TASK ITEM> From the entries below, return every line that includes the word "home".

SUPPLIED DATA>
- - -

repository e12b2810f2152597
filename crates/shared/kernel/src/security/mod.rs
pub mod resource;
use crate::builder::StorageBuilder;
use crate::error::{StorageError, StorageErrorExt};
use crate::maintenance;
use crate::namespace::{NamespaceName, NamespacedStorage};
use crate::security;
use std::io::ErrorKind;
use std::path::{Path, PathBuf};
use std::sync::Arc;
use std::sync::atomic::{AtomicU64, Ordering};
use tokio::fs;
use tokio::io::AsyncWriteExt;
use tracing::{debug, warn};

/// Marker embedded in temp file names; [`maintenance`] only ever deletes files carrying it.
pub(crate) const TMP_MARKER: &str = ".showroomtmp.";

#[derive(Debug)]
pub(crate) struct StorageInner {
    pub(crate) root: PathBuf,
    pub(crate) tmp_counter: AtomicU64,
}

/// Cheaply clonable handle to a sandboxed directory.
#[derive(Debug, Clone)]
pub struct Storage {
    pub(crate) inner: Arc<StorageInner>,
}

impl Storage {
    pub fn builder() -> StorageBuilder {
        StorageBuilder::default()
    }

    /// Canonical root directory, suitable for mounting a static file server.
    #[must_use]
    pub fn root(&self) -> &Path {
        &self.inner.root
    }

    /// Scoped view whose paths live under `<root>/<name>/`.
    ///
    /// # Errors
    /// [`StorageError::InvalidNamespace`] unless the name is non-empty ASCII alphanumeric
    /// or `_`.
    pub fn namespace<N>(&self, name: N) -> Result<NamespacedStorage, StorageError>
    where
        N: TryInto<NamespaceName, Error = StorageError>,
    {
        Ok(NamespacedStorage::new(self.clone(), name.try_into()?))
    }

    /// Maps a relative path onto the sandbox.
    ///
    /// # Errors
    /// [`StorageError::PathTraversalAttempt`] when the path is absolute or escapes the root.
    pub fn resolve(&self, path: impl AsRef<Path>) -> Result<PathBuf, StorageError> {
        security::resolve_path(&self.inner.root, path)
    }

    /// # Errors
    /// [`StorageError::FileNotFound`] when nothing exists at `path`.
    pub async fn read(&self, path: impl AsRef<Path>) -> Result<Vec<u8>, StorageError> {
        let resolved = self.resolve(path)?;
        match fs::read(&resolved).await {
            Ok(data) => Ok(data),
            Err(err) if err.kind() == ErrorKind::NotFound => Err(not_found(&resolved)),
            Err(source) => Err(StorageError::Io {
                source,
                context: Some(format!("Read failed: {}", resolved.display()).into()),
            }),
        }
    }

    /// Replaces the file at `path` atomically, creating parent directories.
    ///
    /// # Errors
    /// [`StorageError::PathTraversalAttempt`] for paths outside the sandbox,
    /// [`StorageError::Io`] when the disk refuses the write.
    pub async fn write(&self, path: impl AsRef<Path>, data: &[u8]) -> Result<(), StorageError> {
        let resolved = self.resolve(path)?;
        let parent = resolved.parent().map(Path::to_path_buf);

        if let Some(parent) = &parent {
            fs::create_dir_all(parent)
                .await
                .context(format!("Failed to create {}", parent.display()))?;
        }

        let temp = self.temp_path_for(&resolved);
        if let Err(err) = write_synced(&temp, data).await {
            let _ = fs::remove_file(&temp).await;
            return Err(err);
        }

        if let Err(err) = fs::rename(&temp, &resolved).await {
            // Some platforms refuse to rename over an existing file.
            if err.kind() != ErrorKind::AlreadyExists {
                let _ = fs::remove_file(&temp).await;
                return Err(StorageError::Io {
                    source: err,
                    context: Some(format!("Rename failed: {}", resolved.display()).into()),
                });
            }
            fs::remove_file(&resolved)
                .await
                .context(format!("Failed to replace {}", resolved.display()))?;
            fs::rename(&temp, &resolved)
                .await
                .context(format!("Rename failed: {}", resolved.display()))?;
        }

        if let Some(parent) = &parent {
            sync_dir(parent).await;
        }

        debug!(path = %resolved.display(), bytes = data.len(), "File written");
        Ok(())
    }

    /// # Errors
    /// [`StorageError::FileNotFound`] when nothing exists at `path`.
    pub async fn delete(&self, path: impl AsRef<Path>) -> Result<(), StorageError> {
        let resolved = self.resolve(path)?;
        match fs::remove_file(&resolved).await {
            Ok(()) => {
                debug!(path = %resolved.display(), "File deleted");
                Ok(())
            }
            Err(err) if err.kind() == ErrorKind::NotFound => Err(not_found(&resolved)),
            Err(source) => Err(StorageError::Io {
                source,
                context: Some(format!("Delete failed: {}", resolved.display()).into()),
            }),
        }
    }

    /// # Errors
    /// Only for paths outside the sandbox.
    pub fn exists(&self, path: impl AsRef<Path>) -> Result<bool, StorageError> {
        Ok(self.resolve(path)?.is_file())
    }

    /// Removes temp files older than five minutes and empty directories.
    pub async fn purge_tmp(&self) {
        maintenance::purge_tmp(&self.inner.root).await;
    }

    fn temp_path_for(&self, target: &Path) -> PathBuf {
        let n = self.inner.tmp_counter.fetch_add(1, Ordering::Relaxed);
        let name = target.file_name().and_then(|s| s.to_str()).unwrap_or("file");
        target.with_file_name(format!("{name}{TMP_MARKER}{}.{n}", std::process::id()))
    }
}

async fn write_synced(temp: &Path, data: &[u8]) -> Result<(), StorageError> {
    let mut file = fs::OpenOptions::new()
        .create_new(true)
        .write(true)
        .open(temp)
        .await
        .context(format!("Failed to create {}", temp.display()))?;
    file.write_all(data).await.context("Write failed")?;
    file.sync_all().await.context("Sync failed")?;
    Ok(())
}

async fn sync_dir(path: &Path) {
    let result = match fs::File::open(path).await {
        Ok(dir) => dir.sync_all().await,
        Err(err) => Err(err),
    };
    if let Err(err) = result {
        warn!(path = %path.display(), error = %err, "Directory sync failed");
    }
}

fn not_found(path: &Path) -> StorageError {
    StorageError::FileNotFound { message: path.display().to_string().into(), context: None }
}
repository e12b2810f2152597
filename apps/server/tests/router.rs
use axum::body::{Body, to_bytes};
use axum::http::{Request, StatusCode, header};
use showroom_domain::config::ApiConfig;
use showroom_server::Server;
use tower::ServiceExt;

async fn app() -> (axum::Router, tempfile::TempDir) {
    let tmp = tempfile::tempdir().unwrap();
    let mut cfg = ApiConfig::default();
    cfg.storage.upload_dir = tmp.path().join("uploads");

    let server = Server::builder().config(cfg).build().await.unwrap();
    (showroom_server::build_router(server.state().clone()), tmp)
}

#[tokio::test]
async fn root_redirects_to_catalog() {
    let (app, _tmp) = app().await;

    let response = app.oneshot(Request::get("/").body(Body::empty()).unwrap()).await.unwrap();

    assert_eq!(response.status(), StatusCode::SEE_OTHER);
    assert_eq!(response.headers()[header::LOCATION], "/catalog");
}

#[tokio::test]
async fn health_and_catalog_are_mounted() {
    let (app, _tmp) = app().await;

    let health =
        app.clone().oneshot(Request::get("/health").body(Body::empty()).unwrap()).await.unwrap();
    assert_eq!(health.status(), StatusCode::OK);

    let home = app.oneshot(Request::get("/catalog").body(Body::empty()).unwrap()).await.unwrap();
    assert_eq!(home.status(), StatusCode::OK);
    let html = to_bytes(home.into_body(), usize::MAX).await.unwrap();
    assert!(String::from_utf8_lossy(&html).contains("<strong>Brands:</strong> 0"));
}

#[tokio::test]
async fn uploaded_files_are_served() {
    let (app, tmp) = app().await;
    std::fs::create_dir_all(tmp.path().join("uploads/brand")).unwrap();
    std::fs::write(tmp.path().join("uploads/brand/logo-1.png"), b"\x89PNG").unwrap();

    let response = app
        .clone()
        .oneshot(Request::get("/uploads/brand/logo-1.png").body(Body::empty()).unwrap())
        .await
        .unwrap();
    assert_eq!(response.status(), StatusCode::OK);
    assert_eq!(to_bytes(response.into_body(), usize::MAX).await.unwrap().as_ref(), b"\x89PNG");

    let missing = app
        .oneshot(Request::get("/uploads/brand/nope.png").body(Body::empty()).unwrap())
        .await
        .unwrap();
    assert_eq!(missing.status(), StatusCode::NOT_FOUND);
}
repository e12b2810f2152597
use super::health::{self, START_TIME};
use axum::Router;
use axum::routing::get;
use showroom_domain::constants::HEALTH_PATH;
use std::sync::LazyLock;

/// Routes every deployment exposes regardless of the registered slices.
pub fn system_router<S>() -> Router<S>
where
    S: Send + Sync + Clone + 'static,
{
    LazyLock::force(&START_TIME);
    Router::<S>::new().route(HEALTH_PATH, get(health::health_handler))
}
//! # Showroom Server
//!
//! The brand catalog web application: `Axum` routes over `SurrealDB`, Handlebars pages
//! and a sandboxed upload directory served under `/uploads`.
//!
//! ## Example
//! ```no_run
//! use showroom_server::Server;
//!
//! #[tokio::main]
//! async fn main() -> anyhow::Result<()> {
//!     Server::builder()
//!         .port(4583)
//!         .build()
//!         .await?
//!         .run()
//!         .await
//! }
//! ```

mod router;

pub use router::init as build_router;

use anyhow::{Context, Result};
use axum_server::Handle;
use showroom_database::Database;
use showroom_domain::config::ApiConfig;
use showroom_kernel::server::ApiState;
use showroom_storage::Storage;
use std::net::SocketAddr;
use std::time::Duration;
use tokio::signal;
use tracing::{error, info, warn};

const SHUTDOWN_GRACE: Duration = Duration::from_secs(30);

#[must_use = "builders do nothing unless you call .build()"]
#[derive(Debug, Default)]
pub struct ServerBuilder {
    cfg: ApiConfig,
}

impl ServerBuilder {
    pub fn config(mut self, cfg: ApiConfig) -> Self {
        self.cfg = cfg;
        self
    }

    pub fn port(mut self, port: u16) -> Self {
        self.cfg.server.port = port;
        self
    }

    async fn init_database(&self) -> Result<Database> {
        let db_cfg = &self.cfg.database;
        let mut builder =
            Database::builder().url(&db_cfg.url).session(&db_cfg.namespace, &db_cfg.database);

        if let Some(creds) = &db_cfg.credentials {
            builder = builder.auth(&creds.username, &creds.password);
        }

        builder.init().await.context("Failed to establish database connection")
    }

    async fn init_storage(&self) -> Result<Storage> {
        let dir = &self.cfg.storage.upload_dir;
        Storage::builder()
            .root(dir)
            .connect()
            .await
            .with_context(|| format!("Failed to open upload directory {}", dir.display()))
    }

    fn validate_ssl_config(&self) -> Result<()> {
        if let Some(ssl) = &self.cfg.server.ssl {
            if !ssl.cert.exists() {
                anyhow::bail!("SSL certificate not found at: {}", ssl.cert.display());
            }
            if !ssl.key.exists() {
                anyhow::bail!("SSL key not found at: {}", ssl.key.display());
            }

            #[cfg(unix)]
            {
                use std::os::unix::fs::PermissionsExt;
                let metadata = ssl.key.metadata()?;
                if metadata.permissions().mode() & 0o077 != 0 {
                    warn!(
                        "SECURITY: SSL Private Key {} has insecure permissions (should be 600)",
                        ssl.key.display()
                    );
                }
            }
        }
        Ok(())
    }

    /// Connects the database (running migrations), opens the upload storage and
    /// registers the catalog slice.
    ///
    /// # Errors
    /// Returns an error if:
    /// * the TLS certificate or key configured under `server.ssl` is missing
    /// * the database is unreachable, rejects the credentials or a migration fails
    /// * the upload directory cannot be created
    pub async fn build(self) -> Result<Server> {
        self.validate_ssl_config()?;

        let address = SocketAddr::new(self.cfg.server.address, self.cfg.server.port);
        info!(address = %address, "Initializing server");

        let db = self.init_database().await?;
        let storage = self.init_storage().await?;

        let catalog = showroom_catalog::init(db.clone(), &storage, self.cfg.upload.clone())
            .context("Catalog bootstrap failed")?;

        let state = ApiState::builder()
            .config(self.cfg)
            .db(db)
            .storage(storage)
            .register_slice(catalog)
            .build()
            .context("Failed to finalize API state registry")?;

        Ok(Server { state })
    }
}

/// A fully initialized server, ready to run.
#[must_use = "call .run().await to start the server"]
#[derive(Debug)]
pub struct Server {
    state: ApiState,
}

impl Server {
    pub fn builder() -> ServerBuilder {
        ServerBuilder::default()
    }

    /// Serves until Ctrl+C or SIGTERM, then drains connections for up to 30 seconds.
    ///
    /// # Errors
    /// Returns an error if the address cannot be bound or the TLS files cannot be loaded.
    pub async fn run(self) -> Result<()> {
        let cfg = self.state.config.clone();
        let address = SocketAddr::new(cfg.server.address, cfg.server.port);

        info!(address = %address, ssl = cfg.server.ssl.is_some(), "Starting server");

        let app = router::init(self.state);

        let handle = Handle::<SocketAddr>::new();
        let shutdown_handle = handle.clone();

        tokio::spawn(async move {
            if let Err(e) = shutdown_signal().await {
                error!("Error while waiting for shutdown signal: {e}");
                return;
            }
            info!("Shutdown signal received, starting graceful shutdown...");
            shutdown_handle.graceful_shutdown(Some(SHUTDOWN_GRACE));
        });

        if let Some(ssl_config) = &cfg.server.ssl {
            info!("Starting HTTPS server on https://{address}");

            let tls_config = axum_server::tls_rustls::RustlsConfig::from_pem_file(
                &ssl_config.cert,
                &ssl_config.key,
            )
            .await
            .context("Failed to load SSL/TLS certificates")?;

            axum_server::bind_rustls(address, tls_config)
                .handle(handle)
                .serve(app.into_make_service())
                .await
                .context("HTTPS server failed")?;
        } else {
            info!("Starting HTTP server on http://{address}");

            axum_server::bind(address)
                .handle(handle)
                .serve(app.into_make_service())
                .await
                .context("HTTP server failed")?;
        }

        info!("Server shutdown complete");
        Ok(())
    }

    #[must_use]
    pub const fn state(&self) -> &ApiState {
        &self.state
    }
}

/// Resolves on SIGINT (Ctrl+C) or, on Unix, SIGTERM.
async fn shutdown_signal() -> Result<()> {
    let ctrl_c = async { signal::ctrl_c().await.context("Failed to install Ctrl+C handler") };

    #[cfg(unix)]
    let terminate = async {
        signal::unix::signal(signal::unix::SignalKind::terminate())
            .context("Failed to install SIGTERM handler")?
            .recv()
            .await;
        Ok::<_, anyhow::Error>(())
    };

    #[cfg(not(unix))]
    let terminate = std::future::pending::<Result<()>>();

    tokio::select! {
        res = ctrl_c => res?,
        res = terminate => res?,
    }

    Ok(())
}
//! Brand catalog feature slice.
//!
//! [`domain`] holds the brand and model types with their derived attributes and the form
//! validation pipeline; it has no I/O. With the `server` feature, [`server`] adds the
//! storage adapter, logo uploads, the workflow, Handlebars views and the axum routes,
//! registered into the kernel state as the [`Catalog`] slice.

pub mod domain;
mod error;
#[cfg(feature = "server")]
pub mod server;

pub use error::{CatalogError, CatalogErrorExt};
#[cfg(feature = "server")]
pub use server::{Catalog, CatalogInner, init, router};
use std::borrow::Cow;

const MAX_KEY_LEN: usize = 64;

#[showroom_derive::showroom_error]
pub enum ResourceGuardError {
    #[error("Resource validation error{}: {message}", format_context(.context))]
    Validation { message: Cow<'static, str>, context: Option<Cow<'static, str>> },
}

/// Validation of record ids arriving from URLs and forms.
#[derive(Debug)]
pub struct ResourceGuard;

impl ResourceGuard {
    /// Checks an id against the table it is supposed to belong to and returns its bare key.
    ///
    /// Accepts `brand:K7xq2` or just `K7xq2`. A different table prefix is refused, which
    /// stops a `model:...` id from being used on a brand endpoint. The key must be 1 to 64
    /// ASCII letters, digits, `_` or `-`.
    ///
    /// # Errors
    /// Returns [`ResourceGuardError::Validation`] on a table mismatch or a malformed key.
    pub fn verify<I, T>(id: I, expected_table: T) -> Result<String, ResourceGuardError>
    where
        I: AsRef<str>,
        T: AsRef<str>,
    {
        let id = id.as_ref();
        let expected = expected_table.as_ref();

        let key = match id.split_once(':') {
            Some((table, key)) if table == expected => key,
            Some((table, _)) => {
                return Err(ResourceGuardError::Validation {
                    message: format!("Expected '{expected}', got '{table}'").into(),
                    context: Some("ID table mismatch".into()),
                });
            }
            None => id,
        };

        if key.is_empty()
            || key.len() > MAX_KEY_LEN
            || !key.chars().all(|c| c.is_ascii_alphanumeric() || c == '_' || c == '-')
        {
            return Err(ResourceGuardError::Validation {
                message: format!("Malformed key '{key}'").into(),
                context: Some(expected.to_owned().into()),
            });
        }

        Ok(key.to_owned())
    }
}

#[cfg(test)]
mod tests {
    use super::*;

    #[test]
    fn accepts_bare_and_prefixed_keys() {
        assert_eq!(ResourceGuard::verify("brand:K7xq2", "brand").unwrap(), "K7xq2");
        assert_eq!(ResourceGuard::verify("K7xq2", "brand").unwrap(), "K7xq2");
        assert_eq!(ResourceGuard::verify("legacy_id-01", "brand").unwrap(), "legacy_id-01");
    }

    #[test]
    fn refuses_foreign_tables() {
        assert!(ResourceGuard::verify("model:abc", "brand").is_err());
    }

    #[test]
    fn refuses_malformed_keys() {
        for bad in ["", "brand:", "../x", "a b", "x;DELETE brand", "brand:a:b"] {
            assert!(ResourceGuard::verify(bad, "brand").is_err(), "{bad:?} should be refused");
        }
        assert!(ResourceGuard::verify("a".repeat(MAX_KEY_LEN + 1), "brand").is_err());
    }
}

- - -

OUTPUT OF THE TASK>
    let home = app.oneshot(Request::get("/catalog").body(Body::empty()).unwrap()).await.unwrap();
    assert_eq!(home.status(), StatusCode::OK);
    let html = to_bytes(home.into_body(), usize::MAX).await.unwrap();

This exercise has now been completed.